Get the point across. We all need to work smarter and not harder, while being safety conscience at the same time.


----------



## 480sparky (Sep 20, 2007)

randomkiller said:


> Get the point across. We all need to work smarter and not harder, while being safety conscience at the same time.


So what does working for a non-union shop (your assumption, not mine) have to do with it?


----------



## randomkiller (Sep 28, 2007)

480sparky said:


> So what does working for a non-union shop (your assumption, not mine) have to do with it?


In my area the guys I know that aren't union laugh if I mention a safety meeting or anything like it. Maybe it isn't like that by you but it is here. Even guys in the FD, take safety as a joke.


----------



## 480sparky (Sep 20, 2007)

randomkiller said:


> In my area the guys I know that aren't union laugh if I mention a safety meeting or anything like it. Maybe it isn't like that by you but it is here. Even guys in the FD, take safety as a joke.


You paint with a very wide brush then. I've worked for several non-union shops in the past that were (pardon my French) quite anal about safety.

One in particular wrote me up for two safety violations in one fell swoop. I walked up to the job table that had the prints, and took off my hard hat and safety glasses so I could wipe the 4 gallons of sweat off my face just to be able to read the prints (it was over 100°F that day), and I got written up for not having my hard had and safety glasses on. No ifs, ands or buts.
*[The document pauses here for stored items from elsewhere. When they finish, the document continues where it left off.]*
use serde::{Deserialize, Serialize};

/// Body of `POST /api/tasks`. A missing `task_text` is validated like an empty one.
#[derive(Debug, Default, Deserialize)]
pub struct CreateTask {
    pub task_text: Option<String>,
}

/// Body of the AJAX `POST /api/tasks/update` endpoint.
///
/// Fields arrive as raw form strings; `into_command` decides which single
/// operation the request stands for.
#[derive(Debug, Default, Deserialize)]
pub struct UpdateTask {
    pub task_id: Option<String>,
    pub done: Option<String>,
    pub task_text: Option<String>,
    pub delete: Option<String>,
}

/// The one operation an update request resolves to.
#[derive(Debug, Clone, PartialEq, Eq)]
pub enum TaskCommand {
    Delete,
    SetDone(bool),
    Rename(String),
}

impl UpdateTask {
    /// `None` for a missing or non-numeric id, which the service treats as an unknown task.
    pub fn task_id(&self) -> Option<i64> {
        self.task_id.as_deref().and_then(|raw| raw.trim().parse().ok())
    }

    /// Precedence is delete, then done, then text.
    pub fn into_command(self) -> TaskCommand {
        if self.delete.as_deref() == Some("true") {
            return TaskCommand::Delete;
        }
        if let Some(done) = self.done {
            return TaskCommand::SetDone(done == "true");
        }
        TaskCommand::Rename(self.task_text.unwrap_or_default())
    }
}

#[derive(Debug, Serialize)]
pub struct StatusResponse {
    pub status: &'static str,
    #[serde(skip_serializing_if = "Option::is_none")]
    pub message: Option<&'static str>,
    #[serde(skip_serializing_if = "Option::is_none")]
    pub task_id: Option<i64>,
    #[serde(skip_serializing_if = "Option::is_none")]
    pub done: Option<bool>,
}

impl StatusResponse {
    pub fn success() -> Self {
        Self { status: "success", message: None, task_id: None, done: None }
    }

    pub fn error(message: &'static str) -> Self {
        Self { status: "error", message: Some(message), task_id: None, done: None }
    }
}

#[derive(Debug, Serialize)]
pub struct ForbiddenResponse {
    pub error: &'static str,
}

#[cfg(test)]
mod tests {
    use super::*;

    fn form(task_id: Option<&str>, done: Option<&str>, text: Option<&str>, delete: Option<&str>) -> UpdateTask {
        UpdateTask {
            task_id: task_id.map(String::from),
            done: done.map(String::from),
            task_text: text.map(String::from),
            delete: delete.map(String::from),
        }
    }

    #[test]
    fn delete_wins_over_everything() {
        let cmd = form(Some("1"), Some("true"), Some("x"), Some("true")).into_command();
        assert_eq!(cmd, TaskCommand::Delete);
    }

    #[test]
    fn done_wins_over_text() {
        let cmd = form(Some("1"), Some("false"), Some("renamed"), None).into_command();
        assert_eq!(cmd, TaskCommand::SetDone(false));
        let cmd = form(Some("1"), Some("true"), Some("renamed"), Some("false")).into_command();
        assert_eq!(cmd, TaskCommand::SetDone(true));
    }

    #[test]
    fn only_literal_true_sets_done() {
        assert_eq!(form(None, Some("on"), None, None).into_command(), TaskCommand::SetDone(false));
        assert_eq!(form(None, Some("True"), None, None).into_command(), TaskCommand::SetDone(false));
    }

    #[test]
    fn missing_text_renames_to_empty() {
        assert_eq!(form(Some("3"), None, None, None).into_command(), TaskCommand::Rename(String::new()));
    }

    #[test]
    fn task_id_parsing() {
        assert_eq!(form(Some(" 42 "), None, None, None).task_id(), Some(42));
        assert_eq!(form(Some("abc"), None, None, None).task_id(), None);
        assert_eq!(form(None, None, None, None).task_id(), None);
    }

    #[test]
    fn status_payload_shapes() {
        let ok = serde_json::to_value(StatusResponse::success()).unwrap();
        assert_eq!(ok, serde_json::json!({"status": "success"}));

        let err = serde_json::to_value(StatusResponse::error("Select a valid task.")).unwrap();
        assert_eq!(err, serde_json::json!({"status": "error", "message": "Select a valid task."}));
    }
}
use axum::{ Json, extract::State, http::StatusCode };
use serde::Serialize;
use tracing::warn;

use crate::state::AppState;

#[derive(Serialize)]
pub struct HealthData {
    status: u16,
    database: &'static str,
}

pub async fn health(State(state): State<AppState>) -> (StatusCode, Json<HealthData>) {
    let database = match sqlx::query_scalar::<_, i32>("SELECT 1").fetch_one(&state.db).await {
        Ok(_) => "ok",
        Err(e) => {
            warn!(error = %e, "database ping failed");
            "unavailable"
        }
    };

    let status = if database == "ok" { StatusCode::OK } else { StatusCode::SERVICE_UNAVAILABLE };
    (status, Json(HealthData { status: status.as_u16(), database }))
}
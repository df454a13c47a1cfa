pub mod dto;
#[cfg(test)]
pub mod memory;
pub mod model;
pub mod queries;
pub mod routes;
pub mod service;

use service::{InvalidText, TaskError};

pub const MAX_TASK_LEN: usize = 255;

// HELPER FUNCTIONS

/// Trims `raw` and checks it in the order empty, too long, no letter or digit.
/// Length is counted in characters, not bytes.
pub fn validate_task_text(raw: &str) -> Result<&str, TaskError> {
    let text = raw.trim();

    if text.is_empty() {
        return Err(TaskError::InvalidText(InvalidText::Empty));
    }

    if text.chars().count() > MAX_TASK_LEN {
        return Err(TaskError::TooLong);
    }

    if !text.chars().any(|c| c.is_ascii_alphanumeric()) {
        return Err(TaskError::InvalidText(InvalidText::NoLetterOrDigit));
    }

    Ok(text)
}

#[cfg(test)]
mod tests {
    use super::*;

    #[test]
    fn accepts_and_trims() {
        assert_eq!(validate_task_text("  Water plants ").unwrap(), "Water plants");
        assert_eq!(validate_task_text("7").unwrap(), "7");
    }

    #[test]
    fn empty_comes_first() {
        assert!(matches!(validate_task_text(" \t\n"), Err(TaskError::InvalidText(InvalidText::Empty))));
    }

    #[test]
    fn too_long_is_checked_before_letters() {
        assert!(matches!(validate_task_text(&"!".repeat(300)), Err(TaskError::TooLong)));
    }

    #[test]
    fn length_counts_characters() {
        // One letter plus 254 three-byte characters.
        let text = format!("a{}", "你".repeat(254));
        assert!(validate_task_text(&text).is_ok());
        let text = format!("a{}", "你".repeat(255));
        assert!(matches!(validate_task_text(&text), Err(TaskError::TooLong)));
    }

    #[test]
    fn needs_an_ascii_letter_or_digit() {
        assert!(matches!(
            validate_task_text("🔥🚀 ..."),
            Err(TaskError::InvalidText(InvalidText::NoLetterOrDigit))
        ));
        assert!(validate_task_text("🔥🚀 a你好").is_ok());
    }
}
Are there some Merit shops that don't give a tinkers' d**n about safety? You bet your sweet bippy. But don't lump them all together. Being, or not being union has absolutely nothing to do with company policy about safety.


----------



## randomkiller (Sep 28, 2007)

480sparky said:


> You paint with a very wide brush then. I've worked for several non-union shops in the past that were (pardon my French) quite anal about safety.
> 
> One in particular wrote me up for two safety violations in one fell swoop. I walked up to the job table that had the prints, and took off my hard hat and safety glasses so I could wipe the 4 gallons of sweat off my face just to be able to read the prints (it was over 100°F that day), and I got written up for not having my hard had and safety glasses on. No ifs, ands or buts.
> 
> Are there some Merit shops that don't give a tinkers' d**n about safety? You bet your sweet bippy. But don't lump them all together. Being, or not being union has absolutely nothing to do with company policy about safety.


 
Gee all I did was ask the guy if it was a non-union shop.


----------



## Speedy Petey (Jan 10, 2007)

randomkiller said:


> Gee all I did was ask the guy if it was a non-union shop.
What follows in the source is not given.